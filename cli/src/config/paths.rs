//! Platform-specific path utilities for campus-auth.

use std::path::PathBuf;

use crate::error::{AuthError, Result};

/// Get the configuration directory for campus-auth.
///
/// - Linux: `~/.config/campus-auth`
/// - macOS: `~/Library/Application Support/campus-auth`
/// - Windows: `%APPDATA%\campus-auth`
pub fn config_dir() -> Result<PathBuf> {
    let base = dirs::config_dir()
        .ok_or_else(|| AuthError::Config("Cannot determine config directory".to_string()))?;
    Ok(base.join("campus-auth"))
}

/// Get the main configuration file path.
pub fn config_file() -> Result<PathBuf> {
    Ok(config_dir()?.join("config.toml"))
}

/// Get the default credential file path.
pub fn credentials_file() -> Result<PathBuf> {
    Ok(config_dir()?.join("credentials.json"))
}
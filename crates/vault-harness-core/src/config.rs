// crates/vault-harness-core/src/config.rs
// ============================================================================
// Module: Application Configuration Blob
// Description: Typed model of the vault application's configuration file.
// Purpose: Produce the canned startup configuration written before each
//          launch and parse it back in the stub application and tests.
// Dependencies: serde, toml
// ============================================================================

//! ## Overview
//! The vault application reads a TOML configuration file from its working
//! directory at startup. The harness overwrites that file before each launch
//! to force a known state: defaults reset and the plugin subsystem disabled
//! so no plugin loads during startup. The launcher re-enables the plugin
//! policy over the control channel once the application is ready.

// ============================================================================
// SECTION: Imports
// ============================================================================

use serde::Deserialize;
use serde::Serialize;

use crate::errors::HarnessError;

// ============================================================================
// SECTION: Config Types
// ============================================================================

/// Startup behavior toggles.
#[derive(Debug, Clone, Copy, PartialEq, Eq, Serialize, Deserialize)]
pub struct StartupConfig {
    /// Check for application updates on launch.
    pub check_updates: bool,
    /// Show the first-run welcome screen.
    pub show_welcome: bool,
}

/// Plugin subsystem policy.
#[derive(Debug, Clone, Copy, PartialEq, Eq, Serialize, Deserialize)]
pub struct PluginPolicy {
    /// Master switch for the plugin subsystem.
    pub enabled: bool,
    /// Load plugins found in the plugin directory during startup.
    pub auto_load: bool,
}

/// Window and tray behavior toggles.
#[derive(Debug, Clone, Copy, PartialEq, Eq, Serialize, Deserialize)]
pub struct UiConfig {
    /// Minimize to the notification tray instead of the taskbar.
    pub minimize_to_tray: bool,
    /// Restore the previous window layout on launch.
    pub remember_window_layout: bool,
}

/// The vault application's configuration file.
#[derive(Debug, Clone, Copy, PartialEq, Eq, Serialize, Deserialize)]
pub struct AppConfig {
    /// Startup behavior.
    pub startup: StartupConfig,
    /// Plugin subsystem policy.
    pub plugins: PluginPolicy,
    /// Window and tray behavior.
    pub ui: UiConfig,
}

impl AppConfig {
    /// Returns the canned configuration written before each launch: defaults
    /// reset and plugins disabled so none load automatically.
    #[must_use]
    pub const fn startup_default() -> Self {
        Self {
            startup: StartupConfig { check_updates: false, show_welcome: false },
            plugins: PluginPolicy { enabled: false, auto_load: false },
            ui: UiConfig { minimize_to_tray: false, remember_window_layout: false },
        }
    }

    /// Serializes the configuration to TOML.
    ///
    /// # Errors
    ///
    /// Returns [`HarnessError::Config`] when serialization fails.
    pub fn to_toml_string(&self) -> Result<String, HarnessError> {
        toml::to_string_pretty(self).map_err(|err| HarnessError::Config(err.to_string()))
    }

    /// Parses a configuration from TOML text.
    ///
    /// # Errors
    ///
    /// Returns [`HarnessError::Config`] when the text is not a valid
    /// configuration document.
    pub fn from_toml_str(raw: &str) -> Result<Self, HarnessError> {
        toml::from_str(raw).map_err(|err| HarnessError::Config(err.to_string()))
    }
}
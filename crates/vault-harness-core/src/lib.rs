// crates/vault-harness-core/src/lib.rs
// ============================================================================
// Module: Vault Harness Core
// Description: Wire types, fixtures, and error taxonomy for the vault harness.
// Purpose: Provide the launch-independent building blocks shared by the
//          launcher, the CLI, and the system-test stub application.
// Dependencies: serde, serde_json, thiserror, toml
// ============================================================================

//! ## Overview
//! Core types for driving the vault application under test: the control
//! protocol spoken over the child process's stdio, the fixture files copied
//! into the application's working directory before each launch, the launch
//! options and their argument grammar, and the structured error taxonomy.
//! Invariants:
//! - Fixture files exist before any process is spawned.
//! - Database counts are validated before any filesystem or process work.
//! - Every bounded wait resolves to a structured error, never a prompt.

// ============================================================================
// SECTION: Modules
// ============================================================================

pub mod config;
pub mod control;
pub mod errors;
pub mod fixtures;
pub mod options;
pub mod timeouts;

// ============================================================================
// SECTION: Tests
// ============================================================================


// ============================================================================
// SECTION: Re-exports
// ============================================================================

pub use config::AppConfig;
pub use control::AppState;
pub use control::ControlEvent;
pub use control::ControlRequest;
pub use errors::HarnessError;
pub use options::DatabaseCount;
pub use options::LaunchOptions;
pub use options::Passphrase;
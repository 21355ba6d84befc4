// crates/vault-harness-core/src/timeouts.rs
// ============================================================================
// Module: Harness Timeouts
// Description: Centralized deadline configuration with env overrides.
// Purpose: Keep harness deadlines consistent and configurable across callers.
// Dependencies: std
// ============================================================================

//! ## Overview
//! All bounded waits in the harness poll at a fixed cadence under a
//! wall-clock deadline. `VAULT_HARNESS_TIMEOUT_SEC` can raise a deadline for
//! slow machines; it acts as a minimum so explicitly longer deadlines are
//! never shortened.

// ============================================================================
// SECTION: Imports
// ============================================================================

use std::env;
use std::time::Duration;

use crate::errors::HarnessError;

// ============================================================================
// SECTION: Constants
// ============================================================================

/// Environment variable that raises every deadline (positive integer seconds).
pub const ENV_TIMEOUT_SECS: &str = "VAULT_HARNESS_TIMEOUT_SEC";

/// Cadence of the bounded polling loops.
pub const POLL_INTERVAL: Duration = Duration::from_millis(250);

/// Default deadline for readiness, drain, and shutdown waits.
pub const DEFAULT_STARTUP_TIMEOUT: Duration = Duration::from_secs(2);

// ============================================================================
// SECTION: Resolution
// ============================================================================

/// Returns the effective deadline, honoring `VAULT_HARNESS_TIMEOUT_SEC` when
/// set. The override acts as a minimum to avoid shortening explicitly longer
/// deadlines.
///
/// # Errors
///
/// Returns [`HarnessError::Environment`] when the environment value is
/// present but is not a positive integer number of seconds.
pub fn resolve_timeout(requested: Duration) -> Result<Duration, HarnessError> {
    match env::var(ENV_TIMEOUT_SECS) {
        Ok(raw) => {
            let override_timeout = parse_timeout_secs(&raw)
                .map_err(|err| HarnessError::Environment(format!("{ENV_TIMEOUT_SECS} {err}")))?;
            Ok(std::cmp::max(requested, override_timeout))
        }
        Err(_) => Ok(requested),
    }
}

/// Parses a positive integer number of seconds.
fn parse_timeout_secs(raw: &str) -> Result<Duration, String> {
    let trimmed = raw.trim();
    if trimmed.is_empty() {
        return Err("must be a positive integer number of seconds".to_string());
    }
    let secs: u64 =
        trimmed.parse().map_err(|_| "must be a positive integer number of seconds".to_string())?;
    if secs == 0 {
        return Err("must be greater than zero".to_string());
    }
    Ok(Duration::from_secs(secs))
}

^^^^^^^^^^^^^^^^

*WORK INSTRUCTIONS*. The listing above has to be repeated exactly, down to the last line.

*ANSWER BOX*.
filename cli/src/config/paths.rs
//! Platform-specific path utilities for campus-auth.

use std::path::PathBuf;

use crate::error::{AuthError, Result};

/// Get the configuration directory for campus-auth.
///
/// - Linux: `~/.config/campus-auth`
/// - macOS: `~/Library/Application Support/campus-auth`
/// - Windows: `%APPDATA%\campus-auth`
pub fn config_dir() -> Result<PathBuf> {
    let base = dirs::config_dir()
        .ok_or_else(|| AuthError::Config("Cannot determine config directory".to_string()))?;
    Ok(base.join("campus-auth"))
}

/// Get the main configuration file path.
pub fn config_file() -> Result<PathBuf> {
    Ok(config_dir()?.join("config.toml"))
}

/// Get the default credential file path.
pub fn credentials_file() -> Result<PathBuf> {
    Ok(config_dir()?.join("credentials.json"))
}
filename crates/vault-harness-core/src/config.rs
// crates/vault-harness-core/src/config.rs
// ============================================================================
// Module: Application Configuration Blob
// Description: Typed model of the vault application's configuration file.
// Purpose: Produce the canned startup configuration written before each
//          launch and parse it back in the stub application and tests.
// Dependencies: serde, toml
// ============================================================================

//! ## Overview
//! The vault application reads a TOML configuration file from its working
//! directory at startup. The harness overwrites that file before each launch
//! to force a known state: defaults reset and the plugin subsystem disabled
//! so no plugin loads during startup. The launcher re-enables the plugin
//! policy over the control channel once the application is ready.

// ============================================================================
// SECTION: Imports
// ============================================================================

use serde::Deserialize;
use serde::Serialize;

use crate::errors::HarnessError;

// ============================================================================
// SECTION: Config Types
// ============================================================================

/// Startup behavior toggles.
#[derive(Debug, Clone, Copy, PartialEq, Eq, Serialize, Deserialize)]
pub struct StartupConfig {
    /// Check for application updates on launch.
    pub check_updates: bool,
    /// Show the first-run welcome screen.
    pub show_welcome: bool,
}

/// Plugin subsystem policy.
#[derive(Debug, Clone, Copy, PartialEq, Eq, Serialize, Deserialize)]
pub struct PluginPolicy {
    /// Master switch for the plugin subsystem.
    pub enabled: bool,
    /// Load plugins found in the plugin directory during startup.
    pub auto_load: bool,
}

/// Window and tray behavior toggles.
#[derive(Debug, Clone, Copy, PartialEq, Eq, Serialize, Deserialize)]
pub struct UiConfig {
    /// Minimize to the notification tray instead of the taskbar.
    pub minimize_to_tray: bool,
    /// Restore the previous window layout on launch.
    pub remember_window_layout: bool,
}

/// The vault application's configuration file.
#[derive(Debug, Clone, Copy, PartialEq, Eq, Serialize, Deserialize)]
pub struct AppConfig {
    /// Startup behavior.
    pub startup: StartupConfig,
    /// Plugin subsystem policy.
    pub plugins: PluginPolicy,
    /// Window and tray behavior.
    pub ui: UiConfig,
}

impl AppConfig {
    /// Returns the canned configuration written before each launch: defaults
    /// reset and plugins disabled so none load automatically.
    #[must_use]
    pub const fn startup_default() -> Self {
        Self {
            startup: StartupConfig { check_updates: false, show_welcome: false },
            plugins: PluginPolicy { enabled: false, auto_load: false },
            ui: UiConfig { minimize_to_tray: false, remember_window_layout: false },
        }
    }

    /// Serializes the configuration to TOML.
    ///
    /// # Errors
    ///
    /// Returns [`HarnessError::Config`] when serialization fails.
    pub fn to_toml_string(&self) -> Result<String, HarnessError> {
        toml::to_string_pretty(self).map_err(|err| HarnessError::Config(err.to_string()))
    }

    /// Parses a configuration from TOML text.
    ///
    /// # Errors
    ///
    /// Returns [`HarnessError::Config`] when the text is not a valid
    /// configuration document.
    pub fn from_toml_str(raw: &str) -> Result<Self, HarnessError> {
        toml::from_str(raw).map_err(|err| HarnessError::Config(err.to_string()))
    }
}
filename crates/vault-harness-core/src/lib.rs
// crates/vault-harness-core/src/lib.rs
// ============================================================================
// Module: Vault Harness Core
// Description: Wire types, fixtures, and error taxonomy for the vault harness.
// Purpose: Provide the launch-independent building blocks shared by the
//          launcher, the CLI, and the system-test stub application.
// Dependencies: serde, serde_json, thiserror, toml
// ============================================================================

//! ## Overview
//! Core types for driving the vault application under test: the control
//! protocol spoken over the child process's stdio, the fixture files copied
//! into the application's working directory before each launch, the launch
//! options and their argument grammar, and the structured error taxonomy.
//! Invariants:
//! - Fixture files exist before any process is spawned.
//! - Database counts are validated before any filesystem or process work.
//! - Every bounded wait resolves to a structured error, never a prompt.

// ============================================================================
// SECTION: Modules
// ============================================================================

pub mod config;
pub mod control;
pub mod errors;
pub mod fixtures;
pub mod options;
pub mod timeouts;

// ============================================================================
// SECTION: Tests
// ============================================================================


// ============================================================================
// SECTION: Re-exports
// ============================================================================

pub use config::AppConfig;
pub use control::AppState;
pub use control::ControlEvent;
pub use control::ControlRequest;
pub use errors::HarnessError;
pub use options::DatabaseCount;
pub use options::LaunchOptions;
pub use options::Passphrase;
repository 21355ba6d84befc4
// crates/vault-harness-core/src/timeouts.rs
// ============================================================================
// Module: Harness Timeouts
// Description: Centralized deadline configuration with env overrides.
// Purpose: Keep harness deadlines consistent and configurable across callers.
// Dependencies: std
// ============================================================================

//! ## Overview
//! All bounded waits in the harness poll at a fixed cadence under a
//! wall-clock deadline. `VAULT_HARNESS_TIMEOUT_SEC` can raise a deadline for
//! slow machines; it acts as a minimum so explicitly longer deadlines are
//! never shortened.

// ============================================================================
// SECTION: Imports
// ============================================================================

use std::env;
use std::time::Duration;

use crate::errors::HarnessError;

// ============================================================================
// SECTION: Constants
// ============================================================================

/// Environment variable that raises every deadline (positive integer seconds).
pub const ENV_TIMEOUT_SECS: &str = "VAULT_HARNESS_TIMEOUT_SEC";

/// Cadence of the bounded polling loops.
pub const POLL_INTERVAL: Duration = Duration::from_millis(250);

/// Default deadline for readiness, drain, and shutdown waits.
pub const DEFAULT_STARTUP_TIMEOUT: Duration = Duration::from_secs(2);

// ============================================================================
// SECTION: Resolution
// ============================================================================

/// Returns the effective deadline, honoring `VAULT_HARNESS_TIMEOUT_SEC` when
/// set. The override acts as a minimum to avoid shortening explicitly longer
/// deadlines.
///
/// # Errors
///
/// Returns [`HarnessError::Environment`] when the environment value is
/// present but is not a positive integer number of seconds.
pub fn resolve_timeout(requested: Duration) -> Result<Duration, HarnessError> {
    match env::var(ENV_TIMEOUT_SECS) {
        Ok(raw) => {
            let override_timeout = parse_timeout_secs(&raw)
                .map_err(|err| HarnessError::Environment(format!("{ENV_TIMEOUT_SECS} {err}")))?;
            Ok(std::cmp::max(requested, override_timeout))
        }
        Err(_) => Ok(requested),
    }
}

/// Parses a positive integer number of seconds.
fn parse_timeout_secs(raw: &str) -> Result<Duration, String> {
    let trimmed = raw.trim();
    if trimmed.is_empty() {
        return Err("must be a positive integer number of seconds".to_string());
    }
    let secs: u64 =
        trimmed.parse().map_err(|_| "must be a positive integer number of seconds".to_string())?;
    if secs == 0 {
        return Err("must be greater than zero".to_string());
    }
    Ok(Duration::from_secs(secs))
}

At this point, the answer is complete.